JR 137
Grandmaster
It’s isolating different aspects of sparring/fighting. There’s nothing wrong with isolating different aspects.I think of it like cooking. When a person wants to bake a cake, they don't say "test the eggs", "Test the sugar" What a cake really tells a person, is how well they can put a variety of ingredients together to create something better than the individual parts.
This is how I think skill set should be tested. How well can you put the individual skills together and make them bigger than what they are alone.
Would it be wrong for a sprinter to repeatedly practice his start?
Would it be wrong for a quarterback to repeatedly practice his drop back steps and plant to throw?
Would it be wrong for a tennis player to practice his serve?
Wrestler to practice takedowns?
Soccer player to practice direct kicks from a set spot?

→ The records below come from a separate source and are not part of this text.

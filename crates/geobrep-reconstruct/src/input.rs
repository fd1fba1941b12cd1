//! Neutral input descriptions.
//!
//! These carry what a dialect reader extracts from a file, before any
//! topology exists: patch geometry for surface-based models, and a
//! tetrahedral mesh plus surface triangles for volume-based models.

use serde::{Deserialize, Serialize};

/// One independently described triangulated patch.
#[derive(Debug, Clone, PartialEq, Serialize, Deserialize)]
pub struct SurfacePatch {
    /// Patch name.
    pub name: String,
    /// Geological feature label; patches sharing a label form a collection.
    #[serde(default)]
    pub feature: String,
    /// Vertex coordinates.
    pub points: Vec<[f64; 3]>,
    /// Triangles over `points`.
    pub triangles: Vec<[u32; 3]>,
}

/// A block given by the patches around it.
#[derive(Debug, Clone, PartialEq, Serialize, Deserialize)]
pub struct BlockDescription {
    /// Block name.
    pub name: String,
    /// Patch indices. A patch listed twice cuts through the block.
    pub surfaces: Vec<usize>,
}

/// A model described by surface patches.
#[derive(Debug, Clone, PartialEq, Serialize, Deserialize)]
pub struct SurfaceModelInput {
    /// Model name.
    pub name: String,
    /// Patches.
    pub patches: Vec<SurfacePatch>,
    /// Blocks.
    #[serde(default)]
    pub blocks: Vec<BlockDescription>,
    /// Patch indices bounding the universe, if given explicitly.
    #[serde(default)]
    pub universe: Option<Vec<usize>>,
}

impl SurfaceModelInput {
    /// Serialize to JSON string.
    pub fn to_json(&self) -> Result<String, serde_json::Error> {
        serde_json::to_string_pretty(self)
    }

    /// Deserialize from JSON string.
    pub fn from_json(json: &str) -> Result<Self, serde_json::Error> {
        serde_json::from_str(json)
    }
}

/// A vertex of a volume mesh.
#[derive(Debug, Clone, Copy, PartialEq, Serialize, Deserialize)]
#[serde(rename_all = "snake_case")]
pub enum VolumeVertex {
    /// A new physical point.
    Point([f64; 3]),
    /// A duplicate of an earlier vertex: same physical point, distinct index.
    Shared(usize),
}

/// A surface of a volume model, given over volume vertex indices.
#[derive(Debug, Clone, PartialEq, Serialize, Deserialize)]
pub struct VolumeSurface {
    /// Surface name.
    pub name: String,
    /// Geological feature label.
    #[serde(default)]
    pub feature: String,
    /// Triangles over volume vertex indices. Any vertex of a shared group
    /// may be used.
    pub triangles: Vec<[usize; 3]>,
}

/// Where a region starts: the side of a surface's first triangle.
#[derive(Debug, Clone, PartialEq, Serialize, Deserialize)]
pub struct RegionSeed {
    /// Region name.
    pub name: String,
    /// Surface index.
    pub surface: usize,
    /// `true` for the side the first triangle's normal points to.
    pub side: bool,
}

/// A model described by a tetrahedral mesh and its surfaces.
#[derive(Debug, Clone, PartialEq, Serialize, Deserialize)]
pub struct VolumeModelInput {
    /// Model name.
    pub name: String,
    /// Vertices.
    pub vertices: Vec<VolumeVertex>,
    /// Tetrahedra over vertex indices.
    pub tetrahedra: Vec<[u32; 4]>,
    /// Surfaces.
    pub surfaces: Vec<VolumeSurface>,
    /// Region seeds. When empty, every connected region becomes a block.
    #[serde(default)]
    pub regions: Vec<RegionSeed>,
}

impl VolumeModelInput {
    /// Serialize to JSON string.
    pub fn to_json(&self) -> Result<String, serde_json::Error> {
        serde_json::to_string_pretty(self)
    }

    /// Deserialize from JSON string.
    pub fn from_json(json: &str) -> Result<Self, serde_json::Error> {
        serde_json::from_str(json)
    }
}
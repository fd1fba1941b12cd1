//! Error types for mesh construction.

use thiserror::Error;

/// Errors that can occur while building a mesh.
#[derive(Debug, Error)]
pub enum MeshError {
    /// A polygon or polyhedron references a vertex that does not exist.
    #[error("invalid vertex index {index} (mesh has {vertex_count} vertices)")]
    InvalidIndex {
        /// The invalid index.
        index: u32,
        /// Total number of vertices in the mesh.
        vertex_count: usize,
    },

    /// An element repeats one of its vertices.
    #[error("degenerate {element} {index}: vertex {vertex} appears twice")]
    DegenerateElement {
        /// Element kind ("triangle" or "tetrahedron").
        element: &'static str,
        /// Element index.
        index: usize,
        /// The repeated vertex.
        vertex: u32,
    },
}

/// Result type for mesh operations.
pub type Result<T> = std::result::Result<T, MeshError>;
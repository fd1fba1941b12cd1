//! Surface orientation per region.
//!
//! Every line shared by two surfaces tells whether the two windings agree:
//! a consistent pair runs the shared segment in opposite directions. Signs
//! are propagated breadth-first from the smallest surface id of a region,
//! then the whole set is flipped if the shell it describes encloses a
//! negative volume.
//!
//! A sign of `true` keeps the stored winding. After validation, `true`
//! means the stored normal points out of the shell, which is out of a
//! block and into the model for the universe.

use std::collections::{BTreeMap, BTreeSet, VecDeque};

use geobrep_math::{tetrahedron_signed_volume, BoundingBox3, Point3};
use geobrep_topo::{BRepModel, BlockId, Inspection, Region, SurfaceId, UniqueVertexId};
use tracing::{debug, info, warn};

use crate::error::{ReconstructError, Result};
use crate::params::ReconstructionParams;

/// Which way each surface faces for each region it bounds.
///
/// `true` when the surface's stored normal points out of the region.
#[derive(Debug, Clone, Default, PartialEq)]
pub struct RegionSurfaceSide {
    /// Sides for (block, surface) pairs.
    pub regions: BTreeMap<(BlockId, SurfaceId), bool>,
    /// Sides for surfaces bounding the universe.
    pub universe: BTreeMap<SurfaceId, bool>,
}

impl RegionSurfaceSide {
    /// Side of `surface` for `region`, if it bounds the region.
    pub fn side(&self, region: Region, surface: SurfaceId) -> Option<bool> {
        match region {
            Region::Block(block) => self.block_side(block, surface),
            Region::Universe => self.universe_side(surface),
        }
    }

    /// Side of `surface` for a block.
    pub fn block_side(&self, block: BlockId, surface: SurfaceId) -> Option<bool> {
        self.regions.get(&(block, surface)).copied()
    }

    /// Side of `surface` for the universe.
    pub fn universe_side(&self, surface: SurfaceId) -> Option<bool> {
        self.universe.get(&surface).copied()
    }
}

/// Signs resolved for one region's surface set.
#[derive(Debug, Clone, PartialEq)]
pub struct RegionSigns {
    /// Surfaces of the region, sorted.
    pub surfaces: Vec<SurfaceId>,
    /// `true` when the matching surface's stored normal points out of the
    /// shell.
    pub outward: Vec<bool>,
    /// Surfaces propagation could not reach. They keep `true`.
    pub unreached: Vec<SurfaceId>,
    /// Enclosed volume after correction.
    pub volume: f64,
}

/// Resolves consistent surface signs from shared-line evidence.
#[derive(Debug, Clone)]
pub struct OrientationSolver<'m> {
    model: &'m BRepModel,
    degenerate_volume_ratio: f64,
    paired_signs: BTreeMap<(SurfaceId, SurfaceId), bool>,
}

impl<'m> OrientationSolver<'m> {
    /// Collect pairwise evidence from every line of `model`.
    pub fn new(model: &'m BRepModel, degenerate_volume_ratio: f64) -> Self {
        let mut paired_signs = BTreeMap::new();
        for (line, _) in &model.lines {
            let uvs = model.vertices().unique_vertices_of(line.into());
            let (Some(Some(u0)), Some(Some(u1))) = (uvs.first(), uvs.get(1)) else {
                continue;
            };
            let observed: Vec<(SurfaceId, bool)> = model
                .surfaces_of_line(line)
                .into_iter()
                .filter_map(|(surface, _)| {
                    edge_direction(model, surface, *u0, *u1).map(|dir| (surface, dir))
                })
                .collect();
            for (i, &(a, dir_a)) in observed.iter().enumerate() {
                for &(b, dir_b) in &observed[i + 1..] {
                    let key = (a.min(b), a.max(b));
                    paired_signs.entry(key).or_insert(dir_a != dir_b);
                }
            }
        }
        debug!(pairs = paired_signs.len(), "Pairwise orientation collected");
        Self {
            model,
            degenerate_volume_ratio,
            paired_signs,
        }
    }

    /// Whether two surfaces are consistently oriented, if known.
    pub fn relative_sign(&self, a: SurfaceId, b: SurfaceId) -> Option<bool> {
        self.paired_signs.get(&(a.min(b), a.max(b))).copied()
    }

    /// Propagate signs from `surfaces[0]` over the pairwise table.
    ///
    /// Returns the sign of each surface and whether it was reached.
    pub fn propagate(&self, surfaces: &[SurfaceId]) -> (Vec<bool>, Vec<bool>) {
        let mut signs = vec![true; surfaces.len()];
        let mut reached = vec![false; surfaces.len()];
        if surfaces.is_empty() {
            return (signs, reached);
        }
        reached[0] = true;
        let mut queue = VecDeque::from([0usize]);
        while let Some(current) = queue.pop_front() {
            for other in 0..surfaces.len() {
                if reached[other] {
                    continue;
                }
                if let Some(consistent) = self.relative_sign(surfaces[current], surfaces[other]) {
                    signs[other] = if consistent {
                        signs[current]
                    } else {
                        !signs[current]
                    };
                    reached[other] = true;
                    queue.push_back(other);
                }
            }
        }
        (signs, reached)
    }

    /// Signed volume enclosed by the surfaces, winding flipped where the
    /// sign is `false`, measured from `apex`.
    pub fn signed_volume(&self, surfaces: &[SurfaceId], signs: &[bool], apex: &Point3) -> f64 {
        let mut volume = 0.0;
        for (&surface, &sign) in surfaces.iter().zip(signs) {
            let mesh = &self.model.surfaces[surface].mesh;
            for polygon in 0..mesh.nb_polygons() {
                let [p0, p1, p2] = mesh.triangle_points(polygon);
                volume += if sign {
                    tetrahedron_signed_volume(apex, &p0, &p1, &p2)
                } else {
                    tetrahedron_signed_volume(apex, &p0, &p2, &p1)
                };
            }
        }
        volume
    }

    /// Resolve the outward signs of a region's boundary surfaces.
    pub fn solve_region(&self, region: Region) -> Result<RegionSigns> {
        let surfaces: Vec<SurfaceId> = self
            .model
            .region_boundaries(region)
            .into_iter()
            .collect::<BTreeSet<_>>()
            .into_iter()
            .collect();
        match surfaces.len() {
            0 => {
                return Ok(RegionSigns {
                    surfaces,
                    outward: Vec::new(),
                    unreached: Vec::new(),
                    volume: 0.0,
                })
            }
            1 => {
                return Ok(RegionSigns {
                    surfaces,
                    outward: vec![true],
                    unreached: Vec::new(),
                    volume: 0.0,
                })
            }
            _ => {}
        }

        let (mut signs, reached) = self.propagate(&surfaces);
        let mut kept_surfaces = Vec::new();
        let mut kept_signs = Vec::new();
        let mut unreached = Vec::new();
        let mut bbox = BoundingBox3::empty();
        for (i, &surface) in surfaces.iter().enumerate() {
            if reached[i] {
                kept_surfaces.push(surface);
                kept_signs.push(signs[i]);
                bbox = bbox.union(&self.model.surfaces[surface].mesh.bounding_box());
            } else {
                unreached.push(surface);
            }
        }

        let apex = self.model.surfaces[surfaces[0]].mesh.bounding_box().center();
        let mut volume = self.signed_volume(&kept_surfaces, &kept_signs, &apex);
        let diagonal = bbox.diagonal().norm();
        if volume.abs() <= self.degenerate_volume_ratio * diagonal.powi(3) {
            return Err(ReconstructError::DegenerateVolume {
                region: self.region_name(region),
                volume,
            });
        }
        if volume < 0.0 {
            for (i, sign) in signs.iter_mut().enumerate() {
                if reached[i] {
                    *sign = !*sign;
                }
            }
            volume = -volume;
        }
        debug!(region = %self.region_name(region), surfaces = surfaces.len(), volume, "Region oriented");
        Ok(RegionSigns {
            surfaces,
            outward: signs,
            unreached,
            volume,
        })
    }

    fn region_name(&self, region: Region) -> String {
        match region {
            Region::Block(block) => self.model.blocks[block].name.clone(),
            Region::Universe => "universe".to_string(),
        }
    }

    /// Orient every block and the universe of `model`.
    ///
    /// Surfaces left unreached are recorded for inspection on the model.
    pub fn solve(model: &mut BRepModel, params: &ReconstructionParams) -> Result<RegionSurfaceSide> {
        let mut sides = RegionSurfaceSide::default();
        let mut undetermined = Vec::new();
        {
            let solver = OrientationSolver::new(model, params.degenerate_volume_ratio);
            for block in model.blocks.keys() {
                let signs = solver.solve_region(Region::Block(block))?;
                for (&surface, &outward) in signs.surfaces.iter().zip(&signs.outward) {
                    sides.regions.insert((block, surface), outward);
                }
                undetermined.extend(signs.unreached.into_iter().map(|s| (Region::Block(block), s)));
            }
            // Shell signs face out of the model, away from the universe. A
            // lone universe surface keeps its fixed `true`.
            let signs = solver.solve_region(Region::Universe)?;
            let single = signs.surfaces.len() == 1;
            for (&surface, &outward) in signs.surfaces.iter().zip(&signs.outward) {
                sides.universe.insert(surface, if single { outward } else { !outward });
            }
            undetermined.extend(signs.unreached.into_iter().map(|s| (Region::Universe, s)));
        }

        for (region, surface) in undetermined {
            warn!(
                ?region,
                surface = %model.surfaces[surface].name,
                "Surface sign could not be propagated"
            );
            model.record_inspection(Inspection::UndeterminedSign { region, surface });
        }
        info!(
            blocks = model.blocks.len(),
            universe = sides.universe.len(),
            "Orientation solved"
        );
        Ok(sides)
    }
}

/// Direction in which `surface` holds the edge between two unique
/// vertices: `Some(true)` for `u0 -> u1`, `Some(false)` for the reverse,
/// `None` when absent or present both ways.
fn edge_direction(
    model: &BRepModel,
    surface: SurfaceId,
    u0: UniqueVertexId,
    u1: UniqueVertexId,
) -> Option<bool> {
    let mesh = &model.surfaces[surface].mesh;
    let ids = model.vertices();
    let mut forward = false;
    let mut backward = false;
    for a in ids.component_vertices_in(u0, surface.into()) {
        for b in ids.component_vertices_in(u1, surface.into()) {
            forward |= mesh.polygon_edge_from_vertices(a, b).is_some();
            backward |= mesh.polygon_edge_from_vertices(b, a).is_some();
        }
    }
    match (forward, backward) {
        (true, false) => Some(true),
        (false, true) => Some(false),
        _ => None,
    }
}
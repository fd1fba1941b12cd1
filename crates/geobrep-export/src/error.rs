//! Error types for model export.

use geobrep_mesh::MeshError;
use thiserror::Error;

/// Errors that can occur while writing or reloading a model.
#[derive(Error, Debug)]
pub enum ExportError {
    /// I/O error reading or writing a file.
    #[error("I/O error: {0}")]
    Io(#[from] std::io::Error),

    /// Snapshot JSON could not be encoded or decoded.
    #[error("JSON error: {0}")]
    Json(#[from] serde_json::Error),

    /// A snapshot refers to an entity or vertex it does not hold.
    #[error("Invalid snapshot: {0}")]
    InvalidSnapshot(String),

    /// A snapshot surface mesh is invalid.
    #[error("Invalid mesh: {0}")]
    Mesh(#[from] MeshError),
}

/// Result type for export operations.
pub type Result<T> = std::result::Result<T, ExportError>;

Nothing is wrong with any of that. And I’ve seen high level athletes of each sport do just that. If a MA teacher feels his students need work on an aspect, he should isolate that aspect a bit to get it up to the level of everything else. We do rounds of hands only, kicks only, one offense and one defense only, one person isn’t allowed to take a single step backwards; stuff like that.
Sometimes, I think the less you restrict sparring, the more people start doing the same thing over and over. People get too comfortable. Setting restrictions can force people out of their comfort zone.